= What the task asks =
Copy the whole listing below exactly, with nothing left out.

= Task data =

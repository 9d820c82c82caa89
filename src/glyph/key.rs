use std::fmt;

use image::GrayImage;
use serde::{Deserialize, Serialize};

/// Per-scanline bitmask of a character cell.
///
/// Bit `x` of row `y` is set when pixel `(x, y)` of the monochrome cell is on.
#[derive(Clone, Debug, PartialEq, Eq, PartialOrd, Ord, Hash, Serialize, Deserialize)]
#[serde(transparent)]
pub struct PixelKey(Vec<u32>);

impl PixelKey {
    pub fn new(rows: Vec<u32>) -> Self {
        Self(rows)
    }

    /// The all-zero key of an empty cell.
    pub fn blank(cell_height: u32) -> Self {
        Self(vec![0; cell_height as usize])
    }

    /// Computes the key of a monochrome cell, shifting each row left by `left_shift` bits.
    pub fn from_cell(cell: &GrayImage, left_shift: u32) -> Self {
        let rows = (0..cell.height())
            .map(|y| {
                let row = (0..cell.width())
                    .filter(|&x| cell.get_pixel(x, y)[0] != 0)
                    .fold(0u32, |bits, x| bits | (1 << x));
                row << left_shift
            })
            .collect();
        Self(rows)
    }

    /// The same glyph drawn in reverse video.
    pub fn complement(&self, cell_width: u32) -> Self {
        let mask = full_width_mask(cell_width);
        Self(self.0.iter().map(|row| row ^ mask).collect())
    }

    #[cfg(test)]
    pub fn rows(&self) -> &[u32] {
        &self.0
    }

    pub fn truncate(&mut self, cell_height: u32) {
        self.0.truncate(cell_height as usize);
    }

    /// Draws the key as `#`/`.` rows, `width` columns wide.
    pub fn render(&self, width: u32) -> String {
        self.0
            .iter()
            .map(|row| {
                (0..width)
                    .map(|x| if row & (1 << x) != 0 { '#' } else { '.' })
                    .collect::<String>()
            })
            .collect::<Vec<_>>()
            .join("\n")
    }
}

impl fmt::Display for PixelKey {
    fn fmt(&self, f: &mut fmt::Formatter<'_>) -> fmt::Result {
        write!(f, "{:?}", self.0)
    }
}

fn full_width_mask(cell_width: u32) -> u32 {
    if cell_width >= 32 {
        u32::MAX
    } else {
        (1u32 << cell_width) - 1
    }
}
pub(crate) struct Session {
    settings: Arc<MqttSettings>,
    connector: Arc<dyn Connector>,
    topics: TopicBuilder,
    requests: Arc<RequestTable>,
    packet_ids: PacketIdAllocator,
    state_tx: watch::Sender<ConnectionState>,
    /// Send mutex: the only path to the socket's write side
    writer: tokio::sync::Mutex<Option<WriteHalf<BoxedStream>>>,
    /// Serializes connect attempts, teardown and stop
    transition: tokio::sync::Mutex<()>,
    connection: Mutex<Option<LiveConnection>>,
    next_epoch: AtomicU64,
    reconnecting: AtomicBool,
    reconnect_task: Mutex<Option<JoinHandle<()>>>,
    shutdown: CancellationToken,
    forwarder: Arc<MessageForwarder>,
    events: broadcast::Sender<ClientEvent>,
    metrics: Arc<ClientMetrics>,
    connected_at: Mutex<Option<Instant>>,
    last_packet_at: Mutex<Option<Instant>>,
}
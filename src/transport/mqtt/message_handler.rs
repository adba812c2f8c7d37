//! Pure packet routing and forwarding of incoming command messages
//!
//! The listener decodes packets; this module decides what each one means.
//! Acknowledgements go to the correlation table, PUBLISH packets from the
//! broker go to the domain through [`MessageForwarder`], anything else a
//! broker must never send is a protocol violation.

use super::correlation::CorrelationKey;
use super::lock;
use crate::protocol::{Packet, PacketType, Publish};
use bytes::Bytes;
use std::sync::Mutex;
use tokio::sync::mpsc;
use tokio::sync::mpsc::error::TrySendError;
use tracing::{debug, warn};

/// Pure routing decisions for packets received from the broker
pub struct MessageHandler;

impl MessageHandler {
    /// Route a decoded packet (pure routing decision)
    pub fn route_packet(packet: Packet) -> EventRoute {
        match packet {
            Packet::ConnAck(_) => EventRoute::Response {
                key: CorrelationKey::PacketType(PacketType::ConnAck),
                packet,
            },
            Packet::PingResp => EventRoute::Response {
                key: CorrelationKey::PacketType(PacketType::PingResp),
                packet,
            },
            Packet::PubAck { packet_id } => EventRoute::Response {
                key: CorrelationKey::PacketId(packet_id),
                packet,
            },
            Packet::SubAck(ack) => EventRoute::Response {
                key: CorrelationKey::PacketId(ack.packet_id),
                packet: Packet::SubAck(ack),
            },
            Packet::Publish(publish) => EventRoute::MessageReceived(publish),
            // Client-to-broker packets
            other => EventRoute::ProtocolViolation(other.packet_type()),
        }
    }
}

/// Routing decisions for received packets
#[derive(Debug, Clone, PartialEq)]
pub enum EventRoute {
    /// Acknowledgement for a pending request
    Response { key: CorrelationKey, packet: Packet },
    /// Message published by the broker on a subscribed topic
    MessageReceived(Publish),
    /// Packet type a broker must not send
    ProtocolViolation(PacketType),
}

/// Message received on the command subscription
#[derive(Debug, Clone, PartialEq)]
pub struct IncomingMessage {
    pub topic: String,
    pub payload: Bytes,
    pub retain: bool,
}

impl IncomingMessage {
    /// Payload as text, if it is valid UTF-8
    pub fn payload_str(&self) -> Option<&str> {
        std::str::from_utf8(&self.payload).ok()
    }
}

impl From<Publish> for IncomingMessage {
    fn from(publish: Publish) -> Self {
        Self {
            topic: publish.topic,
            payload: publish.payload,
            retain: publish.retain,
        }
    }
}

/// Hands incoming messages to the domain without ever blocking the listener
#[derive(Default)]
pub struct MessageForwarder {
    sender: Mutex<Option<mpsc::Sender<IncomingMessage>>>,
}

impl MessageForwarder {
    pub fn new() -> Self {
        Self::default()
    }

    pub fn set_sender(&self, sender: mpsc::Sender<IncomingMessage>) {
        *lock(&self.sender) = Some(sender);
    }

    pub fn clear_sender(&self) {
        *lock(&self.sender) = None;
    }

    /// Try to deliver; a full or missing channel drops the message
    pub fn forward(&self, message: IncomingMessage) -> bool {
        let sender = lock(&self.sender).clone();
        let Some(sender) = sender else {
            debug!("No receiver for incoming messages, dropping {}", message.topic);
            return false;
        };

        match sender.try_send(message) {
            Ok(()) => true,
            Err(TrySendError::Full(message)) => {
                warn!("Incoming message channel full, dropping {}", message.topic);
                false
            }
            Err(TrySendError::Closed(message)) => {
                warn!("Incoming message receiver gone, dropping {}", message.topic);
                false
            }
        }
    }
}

= Response box =
repository 9d820c82c82caa89
filename src/glyph/key.rs
use std::fmt;

use image::GrayImage;
use serde::{Deserialize, Serialize};

/// Per-scanline bitmask of a character cell.
///
/// Bit `x` of row `y` is set when pixel `(x, y)` of the monochrome cell is on.
#[derive(Clone, Debug, PartialEq, Eq, PartialOrd, Ord, Hash, Serialize, Deserialize)]
#[serde(transparent)]
pub struct PixelKey(Vec<u32>);

impl PixelKey {
    pub fn new(rows: Vec<u32>) -> Self {
        Self(rows)
    }

    /// The all-zero key of an empty cell.
    pub fn blank(cell_height: u32) -> Self {
        Self(vec![0; cell_height as usize])
    }

    /// Computes the key of a monochrome cell, shifting each row left by `left_shift` bits.
    pub fn from_cell(cell: &GrayImage, left_shift: u32) -> Self {
        let rows = (0..cell.height())
            .map(|y| {
                let row = (0..cell.width())
                    .filter(|&x| cell.get_pixel(x, y)[0] != 0)
                    .fold(0u32, |bits, x| bits | (1 << x));
                row << left_shift
            })
            .collect();
        Self(rows)
    }

    /// The same glyph drawn in reverse video.
    pub fn complement(&self, cell_width: u32) -> Self {
        let mask = full_width_mask(cell_width);
        Self(self.0.iter().map(|row| row ^ mask).collect())
    }

    #[cfg(test)]
    pub fn rows(&self) -> &[u32] {
        &self.0
    }

    pub fn truncate(&mut self, cell_height: u32) {
        self.0.truncate(cell_height as usize);
    }

    /// Draws the key as `#`/`.` rows, `width` columns wide.
    pub fn render(&self, width: u32) -> String {
        self.0
            .iter()
            .map(|row| {
                (0..width)
                    .map(|x| if row & (1 << x) != 0 { '#' } else { '.' })
                    .collect::<String>()
            })
            .collect::<Vec<_>>()
            .join("\n")
    }
}

impl fmt::Display for PixelKey {
    fn fmt(&self, f: &mut fmt::Formatter<'_>) -> fmt::Result {
        write!(f, "{:?}", self.0)
    }
}

fn full_width_mask(cell_width: u32) -> u32 {
    if cell_width >= 32 {
        u32::MAX
    } else {
        (1u32 << cell_width) - 1
    }
}
pub(crate) struct Session {
    settings: Arc<MqttSettings>,
    connector: Arc<dyn Connector>,
    topics: TopicBuilder,
    requests: Arc<RequestTable>,
    packet_ids: PacketIdAllocator,
    state_tx: watch::Sender<ConnectionState>,
    /// Send mutex: the only path to the socket's write side
    writer: tokio::sync::Mutex<Option<WriteHalf<BoxedStream>>>,
    /// Serializes connect attempts, teardown and stop
    transition: tokio::sync::Mutex<()>,
    connection: Mutex<Option<LiveConnection>>,
    next_epoch: AtomicU64,
    reconnecting: AtomicBool,
    reconnect_task: Mutex<Option<JoinHandle<()>>>,
    shutdown: CancellationToken,
    forwarder: Arc<MessageForwarder>,
    events: broadcast::Sender<ClientEvent>,
    metrics: Arc<ClientMetrics>,
    connected_at: Mutex<Option<Instant>>,
    last_packet_at: Mutex<Option<Instant>>,
}
filename src/transport/mqtt/message_handler.rs
repository adba812c2f8c7d37
//! Pure packet routing and forwarding of incoming command messages
//!
//! The listener decodes packets; this module decides what each one means.
//! Acknowledgements go to the correlation table, PUBLISH packets from the
//! broker go to the domain through [`MessageForwarder`], anything else a
//! broker must never send is a protocol violation.

use super::correlation::CorrelationKey;
use super::lock;
use crate::protocol::{Packet, PacketType, Publish};
use bytes::Bytes;
use std::sync::Mutex;
use tokio::sync::mpsc;
use tokio::sync::mpsc::error::TrySendError;
use tracing::{debug, warn};

/// Pure routing decisions for packets received from the broker
pub struct MessageHandler;

impl MessageHandler {
    /// Route a decoded packet (pure routing decision)
    pub fn route_packet(packet: Packet) -> EventRoute {
        match packet {
            Packet::ConnAck(_) => EventRoute::Response {
                key: CorrelationKey::PacketType(PacketType::ConnAck),
                packet,
            },
            Packet::PingResp => EventRoute::Response {
                key: CorrelationKey::PacketType(PacketType::PingResp),
                packet,
            },
            Packet::PubAck { packet_id } => EventRoute::Response {
                key: CorrelationKey::PacketId(packet_id),
                packet,
            },
            Packet::SubAck(ack) => EventRoute::Response {
                key: CorrelationKey::PacketId(ack.packet_id),
                packet: Packet::SubAck(ack),
            },
            Packet::Publish(publish) => EventRoute::MessageReceived(publish),
            // Client-to-broker packets
            other => EventRoute::ProtocolViolation(other.packet_type()),
        }
    }
}

/// Routing decisions for received packets
#[derive(Debug, Clone, PartialEq)]
pub enum EventRoute {
    /// Acknowledgement for a pending request
    Response { key: CorrelationKey, packet: Packet },
    /// Message published by the broker on a subscribed topic
    MessageReceived(Publish),
    /// Packet type a broker must not send
    ProtocolViolation(PacketType),
}

/// Message received on the command subscription
#[derive(Debug, Clone, PartialEq)]
pub struct IncomingMessage {
    pub topic: String,
    pub payload: Bytes,
    pub retain: bool,
}

impl IncomingMessage {
    /// Payload as text, if it is valid UTF-8
    pub fn payload_str(&self) -> Option<&str> {
        std::str::from_utf8(&self.payload).ok()
    }
}

impl From<Publish> for IncomingMessage {
    fn from(publish: Publish) -> Self {
        Self {
            topic: publish.topic,
            payload: publish.payload,
            retain: publish.retain,
        }
    }
}

/// Hands incoming messages to the domain without ever blocking the listener
#[derive(Default)]
pub struct MessageForwarder {
    sender: Mutex<Option<mpsc::Sender<IncomingMessage>>>,
}

impl MessageForwarder {
    pub fn new() -> Self {
        Self::default()
    }

    pub fn set_sender(&self, sender: mpsc::Sender<IncomingMessage>) {
        *lock(&self.sender) = Some(sender);
    }

    pub fn clear_sender(&self) {
        *lock(&self.sender) = None;
    }

    /// Try to deliver; a full or missing channel drops the message
    pub fn forward(&self, message: IncomingMessage) -> bool {
        let sender = lock(&self.sender).clone();
        let Some(sender) = sender else {
            debug!("No receiver for incoming messages, dropping {}", message.topic);
            return false;
        };

        match sender.try_send(message) {
            Ok(()) => true,
            Err(TrySendError::Full(message)) => {
                warn!("Incoming message channel full, dropping {}", message.topic);
                false
            }
            Err(TrySendError::Closed(message)) => {
                warn!("Incoming message receiver gone, dropping {}", message.topic);
                false
            }
        }
    }
}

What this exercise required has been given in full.